● Problem requirements
From the listing below, extract every line in which the word "driver" appears.

● Given data
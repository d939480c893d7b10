//! Console driver module.
//!
//! Exposes the narrow contract the rest of the kernel is allowed to depend
//! on: a byte writer, a current color setting, and the VGA hardware cursor
//! position. Everything else (scrolling, glyph layout) stays private to
//! this module.

use core::fmt::Write as _;

mod buffer;
mod colors;
mod constants;
#[macro_use]
pub mod macros;
mod writer;

pub use colors::Color;

use constants::{BUFFER_HEIGHT, BUFFER_WIDTH};
use writer::WRITER;

/// CRTC index/data port pair used to read and move the hardware cursor.
const CRTC_INDEX_PORT: u16 = 0x3D4;
const CRTC_DATA_PORT: u16 = 0x3D5;
const CRTC_CURSOR_LOCATION_HIGH: u8 = 0x0E;
const CRTC_CURSOR_LOCATION_LOW: u8 = 0x0F;

/// Runs `f` with maskable interrupts disabled, restoring the previous flag on return.
pub fn without_interrupts<F: FnOnce() -> R, R>(f: F) -> R {
    // SAFETY: single read-modify-write of EFLAGS around a bounded closure; no
    // control-flow escapes the closure before interrupts are restored.
    let was_enabled = unsafe {
        let flags: u32;
        core::arch::asm!("pushfd; pop {}", out(reg) flags, options(nomem, preserves_flags));
        flags & (1 << 9) != 0
    };
    if was_enabled {
        // SAFETY: CLI is always safe on a uniprocessor kernel.
        unsafe { core::arch::asm!("cli", options(nomem, nostack)) };
    }
    let result = f();
    if was_enabled {
        // SAFETY: re-enabling interrupts we ourselves disabled above.
        unsafe { core::arch::asm!("sti", options(nomem, nostack)) };
    }
    result
}

/// Writes a byte slice to the console, substituting non-printable bytes.
pub fn write_bytes(bytes: &[u8]) {
    without_interrupts(|| {
        let mut writer = WRITER.lock();
        for &byte in bytes {
            writer.write_byte_checked(byte);
        }
    });
}

/// Sets the foreground/background color used for subsequent writes.
pub fn set_color(foreground: Color, background: Color) {
    without_interrupts(|| {
        WRITER.lock().color_code = colors::ColorCode::new(foreground, background);
    });
}

/// Reads the VGA hardware cursor position as `(row, col)`.
#[must_use]
pub fn cursor_pos() -> (usize, usize) {
    without_interrupts(|| {
        // SAFETY: 0x3D4/0x3D5 are the standard CRTC index/data ports, present
        // on every VGA-compatible text-mode adapter.
        let pos = unsafe {
            outb(CRTC_INDEX_PORT, CRTC_CURSOR_LOCATION_HIGH);
            let high = inb(CRTC_DATA_PORT);
            outb(CRTC_INDEX_PORT, CRTC_CURSOR_LOCATION_LOW);
            let low = inb(CRTC_DATA_PORT);
            (u16::from(high) << 8) | u16::from(low)
        };
        let pos = usize::from(pos);
        (pos / BUFFER_WIDTH, pos % BUFFER_WIDTH)
    })
}

/// Moves the VGA hardware cursor to `(row, col)`, clamped to the buffer geometry.
pub fn set_cursor_pos(row: usize, col: usize) {
    let row = row.min(BUFFER_HEIGHT - 1);
    let col = col.min(BUFFER_WIDTH - 1);
    #[expect(
        clippy::cast_possible_truncation,
        reason = "row*BUFFER_WIDTH+col always fits in a u16 for an 80x25 text buffer"
    )]
    let pos = (row * BUFFER_WIDTH + col) as u16;
    without_interrupts(|| {
        // SAFETY: same CRTC ports as `cursor_pos`, values are pre-clamped above.
        unsafe {
            outb(CRTC_INDEX_PORT, CRTC_CURSOR_LOCATION_HIGH);
            outb(CRTC_DATA_PORT, (pos >> 8) as u8);
            outb(CRTC_INDEX_PORT, CRTC_CURSOR_LOCATION_LOW);
            outb(CRTC_DATA_PORT, (pos & 0xFF) as u8);
        }
    });
}

/// Reads a single byte from an I/O port.
unsafe fn inb(port: u16) -> u8 {
    let value: u8;
    // SAFETY: caller guarantees `port` is a valid I/O port for this operation.
    unsafe { core::arch::asm!("in al, dx", out("al") value, in("dx") port, options(nomem, nostack, preserves_flags)) };
    value
}

/// Writes a single byte to an I/O port.
unsafe fn outb(port: u16, value: u8) {
    // SAFETY: caller guarantees `port` is a valid I/O port for this operation.
    unsafe { core::arch::asm!("out dx, al", in("dx") port, in("al") value, options(nomem, nostack, preserves_flags)) };
}

#[expect(unused_imports, reason = "Used by #[test_case] functions below.")]
use core::fmt::Write;

/// Test that printing many lines will not panic.
#[test_case]
fn test_when_printing_many_lines_should_not_panic() {
    for _ in 0..200 {
        println!("test many print output.");
    }
}

/// Test that a line will be printed on the screen.
/// # Panics
/// Fail if the line is not printed on the screen.
#[test_case]
fn test_when_printing_a_line_should_appear_in_vga_buffer() {
    let line = "Some line that fits on a single line";

    without_interrupts(|| {
        let mut writer = WRITER.lock();

        #[expect(
            clippy::uninlined_format_args,
            reason = "This is a test, we want to use format_args!"
        )]
        writeln!(writer, "\n{}", line).expect("Failed to write line to vga buffer.");
        for (i, c) in line.chars().enumerate() {
            let screen_char = writer.buffer.chars[BUFFER_HEIGHT - 2][i].read();
            assert_eq!(
                char::from(screen_char.ascii_character),
                c,
                "Character mismatch at position {i}.",
            );
        }
    });
}
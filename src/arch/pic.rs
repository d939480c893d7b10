//! 8259 PIC remap and end-of-interrupt signaling.
//!
//! A `spin::Mutex<ChainedPics>` global wired up to the full set of vectors
//! this kernel installs (timer and keyboard).

use lazy_static::lazy_static;
use pic8259::ChainedPics;
use spin::Mutex;

use crate::config::{KEYBOARD_INTERRUPT_VECTOR, PIC_1_OFFSET, PIC_2_OFFSET, TIMER_INTERRUPT_VECTOR};

lazy_static! {
    pub static ref PICS: Mutex<ChainedPics> =
        // SAFETY: `PIC_1_OFFSET`/`PIC_2_OFFSET` are both outside the CPU
        // exception range (0-31) and do not overlap.
        Mutex::new(unsafe { ChainedPics::new(PIC_1_OFFSET, PIC_2_OFFSET) });
}

/// Remaps the PICs and masks every line except timer and keyboard.
///
/// # Safety
/// Must run once during boot, before interrupts are enabled.
pub unsafe fn init() {
    // SAFETY: runs once before `sti`, per function contract.
    unsafe { PICS.lock().initialize() };
}

/// Sends an end-of-interrupt for `vector` if it came from the PIC.
pub fn acknowledge(vector: u32) {
    if vector == u32::from(TIMER_INTERRUPT_VECTOR) || vector == u32::from(KEYBOARD_INTERRUPT_VECTOR) {
        #[expect(
            clippy::cast_possible_truncation,
            reason = "vector is always a hardware interrupt vector, which fits in a u8"
        )]
        let vector = vector as u8;
        // SAFETY: `vector` is confirmed to be one of the PIC-owned vectors above.
        unsafe { PICS.lock().notify_end_of_interrupt(vector) };
    }
}
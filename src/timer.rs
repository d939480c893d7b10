//! Programmable interval timer driver (A-ambient): configures the PIT to
//! fire IRQ0 once per tick and forwards each tick to the scheduler.

use crate::arch::isr::TrapFrame;
use crate::sched;

const PIT_FREQUENCY_HZ: u32 = 1_193_182;
/// Ticks per second the scheduler sees. 100 Hz is the traditional Unix
/// jiffy rate and gives a comfortably coarse `TIME_QUANTUM_TICKS = 1`.
const TARGET_HZ: u32 = 100;
const PIT_CHANNEL_0: u16 = 0x40;
const PIT_COMMAND: u16 = 0x43;

fn outb(port: u16, value: u8) {
    // SAFETY: these are the PIT's documented command/data ports.
    unsafe {
        core::arch::asm!("out dx, al", in("dx") port, in("al") value, options(nomem, nostack, preserves_flags));
    }
}

/// Programs the PIT to `TARGET_HZ` and leaves IRQ0 to be enabled along with
/// the rest of the PIC when interrupts are turned on. Called once from
/// `task::bootstrap`, right before dropping into the idle loop.
pub fn start() {
    let divisor = (PIT_FREQUENCY_HZ / TARGET_HZ) as u16;
    outb(PIT_COMMAND, 0x36); // channel 0, lobyte/hibyte, mode 3 (square wave)
    outb(PIT_CHANNEL_0, (divisor & 0xFF) as u8);
    outb(PIT_CHANNEL_0, (divisor >> 8) as u8);
}

/// Timer ISR handler, called by `arch::isr::dispatch` for vector 32.
pub fn on_tick(_frame: &mut TrapFrame) {
    sched::timer_callback();
}
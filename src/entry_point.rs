//! Kernel entry point: the Multiboot2 header, the tiny protected-mode
//! `_start` stub that sets up a stack and calls into Rust, and the
//! top-level `kernel_main` that brings up every subsystem in dependency
//! order: heap, then boot-info parsing, then the frame allocator, the
//! RAM disk, the trap/interrupt tables, and finally the first task.

#![feature(custom_test_frameworks)]
#![test_runner(pebble_kernel::test_runner)]
#![reexport_test_harness_main = "test_main"]
#![no_std]
#![no_main]

use core::arch::global_asm;
use core::panic::PanicInfo;

use pebble_kernel::config::{PAGE_SIZE, USER_MEM_START};
use pebble_kernel::{arch, boot, mm, ramdisk, task};

/// The Multiboot2 header GRUB's bootloader scans for in the first 32 KiB of
/// the image (placed in its own linker-script section, `.multiboot_header`,
/// right at the start of the load image), followed by `_start`: sets up a
/// small kernel stack, preserves the Multiboot2 magic (`EAX`) and boot-info
/// pointer (`EBX`) as `kernel_main`'s two cdecl arguments, and calls in.
/// The header is embedded directly via `global_asm!` rather than assembled
/// from a separate `.s` file, so there's no extra build step before linking.
global_asm!(
    r#"
.section .multiboot_header, "aw"
.align 8
multiboot_header_start:
    .long 0xe85250d6                                      // magic
    .long 0                                               // architecture: i386
    .long multiboot_header_end - multiboot_header_start   // header length
    .long -(0xe85250d6 + 0 + (multiboot_header_end - multiboot_header_start))
    // end tag
    .word 0
    .word 0
    .long 8
multiboot_header_end:

.section .text
.global _start
.extern kernel_main
_start:
    mov esp, offset boot_stack_top
    push ebx
    push eax
    call kernel_main
    // kernel_main never returns; hlt forever if it somehow does.
1:
    hlt
    jmp 1b

.section .bss
.align 16
boot_stack_bottom:
    .skip 16384
boot_stack_top:
"#
);

const KERNEL_WINDOW_FRAMES: u32 = USER_MEM_START / PAGE_SIZE as u32;

/// Brings up every subsystem in dependency order: the
/// kernel heap first (everything below allocates), then the Multiboot2
/// boot record, the frame allocator, the RAM disk, the trap/IDT plumbing,
/// and finally `task::bootstrap`, which builds the idle/init tasks, turns
/// on paging, starts the timer, and never returns.
///
/// # Safety
/// Called exactly once, by `_start`, with the exact `magic`/`info_addr`
/// values the Multiboot2-compliant loader placed in `EAX`/`EBX`.
#[unsafe(no_mangle)]
unsafe extern "C" fn kernel_main(magic: u32, info_addr: u32) -> ! {
    // SAFETY: must run before anything else allocates; the heap range is
    // reserved, unmapped-by-anyone-else memory per `mm::heap::init`'s contract.
    unsafe { mm::heap::init() };

    // SAFETY: `magic`/`info_addr` come straight from `_start`'s arguments,
    // which came straight from the bootloader's `EAX`/`EBX`, per contract.
    let boot_info = unsafe { boot::parse(magic, info_addr) };

    mm::frame_allocator::init(&boot_info.usable_regions, KERNEL_WINDOW_FRAMES);
    ramdisk::init(boot_info.modules);

    // SAFETY: runs once, before interrupts are enabled (enabled later,
    // inside `task::bootstrap`, only after every gate below is installed).
    unsafe { arch::init() };

    #[cfg(test)]
    test_main();

    task::bootstrap("hello")
}

/// Panic handler for the non-test kernel binary: reports the panic over
/// the serial line (visible even if the VGA console is in a bad state) and
/// halts. Kernel-mode invariant violations are fatal: there is no recovery
/// path, so the only thing left to do is report and stop.
#[cfg(not(test))]
#[panic_handler]
fn panic(info: &PanicInfo) -> ! {
    pebble_kernel::serial_println!("KERNEL PANIC: {info}");
    pebble_kernel::println!("KERNEL PANIC: {info}");
    pebble_kernel::hlt_loop()
}

#[cfg(test)]
#[panic_handler]
fn panic(info: &PanicInfo) -> ! {
    pebble_kernel::test_panic_handler(info)
}
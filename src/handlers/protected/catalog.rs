// handlers/protected/catalog.rs - /api/catalog/:resource[/:id]
//
// Reads are open to every authenticated user. Writes are checked against
// the caller's add/edit/delete permissions by the catalog service.

use axum::{
    extract::{rejection::JsonRejection, Path, State},
    Extension, Json,
};
use serde_json::{json, Value};
use uuid::Uuid;

use crate::app::AppState;
use crate::database::models::CatalogItem;
use crate::error::ApiError;
use crate::middleware::{ApiResponse, ApiResult, AuthUser};
use crate::services::CatalogInput;
use crate::types::Resource;

fn parse_resource(raw: &str) -> Result<Resource, ApiError> {
    raw.parse()
        .map_err(|_| ApiError::not_found(format!("Unknown catalog resource '{}'", raw)))
}

fn parse_id(raw: &str) -> Result<Uuid, ApiError> {
    Uuid::parse_str(raw).map_err(|_| ApiError::bad_request(format!("Invalid id '{}'", raw)))
}

/// GET /api/catalog/:resource
pub async fn list_get(
    State(state): State<AppState>,
    Path(resource): Path<String>,
) -> ApiResult<Vec<CatalogItem>> {
    let resource = parse_resource(&resource)?;
    let items = state.catalog_service().list(resource).await?;
    Ok(ApiResponse::success(items))
}

/// POST /api/catalog/:resource
pub async fn create_post(
    State(state): State<AppState>,
    Extension(user): Extension<AuthUser>,
    Path(resource): Path<String>,
    payload: Result<Json<CatalogInput>, JsonRejection>,
) -> ApiResult<CatalogItem> {
    let resource = parse_resource(&resource)?;
    let Json(input) = payload?;
    let item = state.catalog_service().create(user.view(), resource, input).await?;
    Ok(ApiResponse::created(item))
}

/// GET /api/catalog/:resource/:id
pub async fn item_get(
    State(state): State<AppState>,
    Path((resource, id)): Path<(String, String)>,
) -> ApiResult<CatalogItem> {
    let resource = parse_resource(&resource)?;
    let id = parse_id(&id)?;
    let item = state.catalog_service().get(resource, id).await?;
    Ok(ApiResponse::success(item))
}

/// PUT /api/catalog/:resource/:id
pub async fn item_put(
    State(state): State<AppState>,
    Extension(user): Extension<AuthUser>,
    Path((resource, id)): Path<(String, String)>,
    payload: Result<Json<CatalogInput>, JsonRejection>,
) -> ApiResult<CatalogItem> {
    let resource = parse_resource(&resource)?;
    let id = parse_id(&id)?;
    let Json(input) = payload?;
    let item = state
        .catalog_service()
        .update(user.view(), resource, id, input)
        .await?;
    Ok(ApiResponse::success(item))
}

/// DELETE /api/catalog/:resource/:id
pub async fn item_delete(
    State(state): State<AppState>,
    Extension(user): Extension<AuthUser>,
    Path((resource, id)): Path<(String, String)>,
) -> ApiResult<Value> {
    let resource = parse_resource(&resource)?;
    let id = parse_id(&id)?;
    state.catalog_service().delete(user.view(), resource, id).await?;
    Ok(ApiResponse::success(json!({ "id": id, "deleted": true })))
}
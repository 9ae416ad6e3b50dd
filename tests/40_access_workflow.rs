mod common;

use ai_locker::client::{AdminApi, AdminDirectory, LockerClient};
use ai_locker::types::{Action, PermissionFlags, Permissions, Role};
use ai_locker::workflow::{AccessManager, CloseDecision, Effect, Event, Phase};
use anyhow::Result;
use common::{spawn_server, PASSWORD, SEED_EMAIL};

async fn client_for(base_url: &str, name: &str, email: &str) -> Result<LockerClient> {
    let mut client = LockerClient::new(base_url)?;
    client.signup(name, email, PASSWORD).await?;
    Ok(client)
}

#[tokio::test]
async fn promoted_admin_must_be_configured_before_closing() -> Result<()> {
    let server = spawn_server().await?;
    let seed = client_for(&server.base_url, "Seed", SEED_EMAIL).await?;
    let member = client_for(&server.base_url, "User", "user@example.com").await?;
    let member_id = member.current_user().await?.id;

    let mut manager = AccessManager::open(seed.clone()).await?;
    assert!(manager.viewer().unwrap().is_seed);

    manager
        .dispatch(Event::RequestRoleChange { user_id: member_id, new_role: Role::Admin })
        .await;
    assert_eq!(manager.state().phase, Phase::AwaitingRoleConfirmation);
    let effects = manager.dispatch(Event::ConfirmRoleChange).await;
    assert!(effects.contains(&Effect::ScrollIntoView { user_id: member_id }));

    let row = manager.roster().into_iter().find(|r| r.user_id == member_id).unwrap();
    assert!(row.new_admin && row.permissions_editable);
    assert_eq!(row.flags, PermissionFlags::NONE);

    let effects = manager.dispatch(Event::RequestClose).await;
    assert!(!effects.contains(&Effect::Close));
    assert_eq!(manager.state().phase, Phase::BlockedClose);
    assert!(manager.state().error.as_deref().unwrap().contains("User"));

    manager
        .dispatch(Event::TogglePermission { user_id: member_id, action: Action::Add, value: true })
        .await;
    assert!(manager.state().error.is_none());
    assert_eq!(manager.close_decision(), CloseDecision::PromptSave);

    manager.dispatch(Event::RequestClose).await;
    assert_eq!(manager.state().phase, Phase::ConfirmDiscardOrSave);
    let effects = manager.dispatch(Event::SaveAllAndClose).await;
    assert_eq!(effects, vec![Effect::Close]);

    let stored = member.current_user().await?;
    assert_eq!(stored.role, Role::Admin);
    assert_eq!(stored.permissions, Permissions::Granted(PermissionFlags::new(true, false, false)));
    Ok(())
}

#[tokio::test]
async fn non_seed_admin_sees_a_read_only_table() -> Result<()> {
    let server = spawn_server().await?;
    let seed = client_for(&server.base_url, "Seed", SEED_EMAIL).await?;
    let admin = client_for(&server.base_url, "Ann", "ann@example.com").await?;
    let admin_id = admin.current_user().await?.id;
    seed.make_admin(admin_id, Some(PermissionFlags::ALL)).await?;

    let mut manager = AccessManager::open(admin).await?;
    let rows = manager.roster();
    assert_eq!(rows.len(), 2);
    assert!(rows.iter().all(|r| !r.role_selector_enabled && !r.permissions_editable));

    let own = rows.iter().find(|r| r.is_self).unwrap();
    manager
        .dispatch(Event::RequestRoleChange { user_id: own.user_id, new_role: Role::User })
        .await;
    assert!(manager.state().pending_change.is_none());
    assert!(manager.state().error.is_some());
    Ok(())
}

#[tokio::test]
async fn demoted_admin_loses_access_immediately() -> Result<()> {
    let server = spawn_server().await?;
    let seed = client_for(&server.base_url, "Seed", SEED_EMAIL).await?;
    let admin = client_for(&server.base_url, "Ann", "ann@example.com").await?;
    let admin_id = admin.current_user().await?.id;
    seed.make_admin(admin_id, Some(PermissionFlags::new(false, true, false))).await?;
    assert!(admin.list_users(None).await.is_ok());

    let mut manager = AccessManager::open(seed).await?;
    manager
        .dispatch(Event::RequestRoleChange { user_id: admin_id, new_role: Role::User })
        .await;
    manager.dispatch(Event::ConfirmRoleChange).await;

    let err = admin.list_users(None).await.unwrap_err();
    assert_eq!(err.code(), Some("ADMIN_REQUIRED"));
    assert_eq!(manager.dispatch(Event::RequestClose).await, vec![Effect::Close]);
    Ok(())
}

#[tokio::test]
async fn directory_follows_requested_order() -> Result<()> {
    let server = spawn_server().await?;
    let seed = client_for(&server.base_url, "Seed", SEED_EMAIL).await?;
    client_for(&server.base_url, "Abe", "abe@example.com").await?;

    let mut directory = AdminDirectory::new(seed).with_order("-name");
    directory.refresh().await?;
    let names: Vec<&str> = directory.users().iter().map(|u| u.name.as_str()).collect();
    assert_eq!(names, vec!["Seed", "Abe"]);
    Ok(())
}

#[tokio::test]
async fn calls_without_a_token_fail_locally() -> Result<()> {
    let server = spawn_server().await?;
    let client = LockerClient::new(&server.base_url)?;
    let err = client.current_user().await.unwrap_err();
    assert!(matches!(err, ai_locker::client::ClientError::NotAuthenticated));
    Ok(())
}
pub mod commands;
pub mod config;
pub mod utils;

use clap::{Parser, Subcommand};
use serde::{Deserialize, Serialize};

#[derive(Parser)]
#[command(name = "locker")]
#[command(about = "AI Locker CLI - account and admin access management")]
#[command(version)]
pub struct Cli {
    #[arg(long, global = true, help = "Output in human-readable text format")]
    pub text: bool,

    #[arg(long, global = true, help = "Output in JSON format")]
    pub json: bool,

    #[command(subcommand)]
    pub command: Commands,
}

#[derive(Subcommand)]
pub enum Commands {
    #[command(about = "Authentication and token management")]
    Auth {
        #[command(subcommand)]
        cmd: commands::auth::AuthCommands,
    },

    #[command(about = "One-shot admin operations")]
    Admin {
        #[command(subcommand)]
        cmd: commands::admin::AdminCommands,
    },

    #[command(about = "Interactive admin access manager")]
    Manage(commands::manage::ManageArgs),
}

#[derive(Debug, Clone, Serialize, Deserialize)]
pub enum OutputFormat {
    Text,
    Json,
}

impl OutputFormat {
    pub fn from_cli(cli: &Cli) -> Self {
        if cli.json {
            OutputFormat::Json
        } else {
            OutputFormat::Text
        }
    }
}

pub async fn run(cli: Cli) -> anyhow::Result<()> {
    let output_format = OutputFormat::from_cli(&cli);

    match cli.command {
        Commands::Auth { cmd } => commands::auth::handle(cmd, output_format).await,
        Commands::Admin { cmd } => commands::admin::handle(cmd, output_format).await,
        Commands::Manage(args) => commands::manage::handle(args, output_format).await,
    }
}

● Reply
//! Console driver module.
//! Programmable interval timer driver (A-ambient): configures the PIT to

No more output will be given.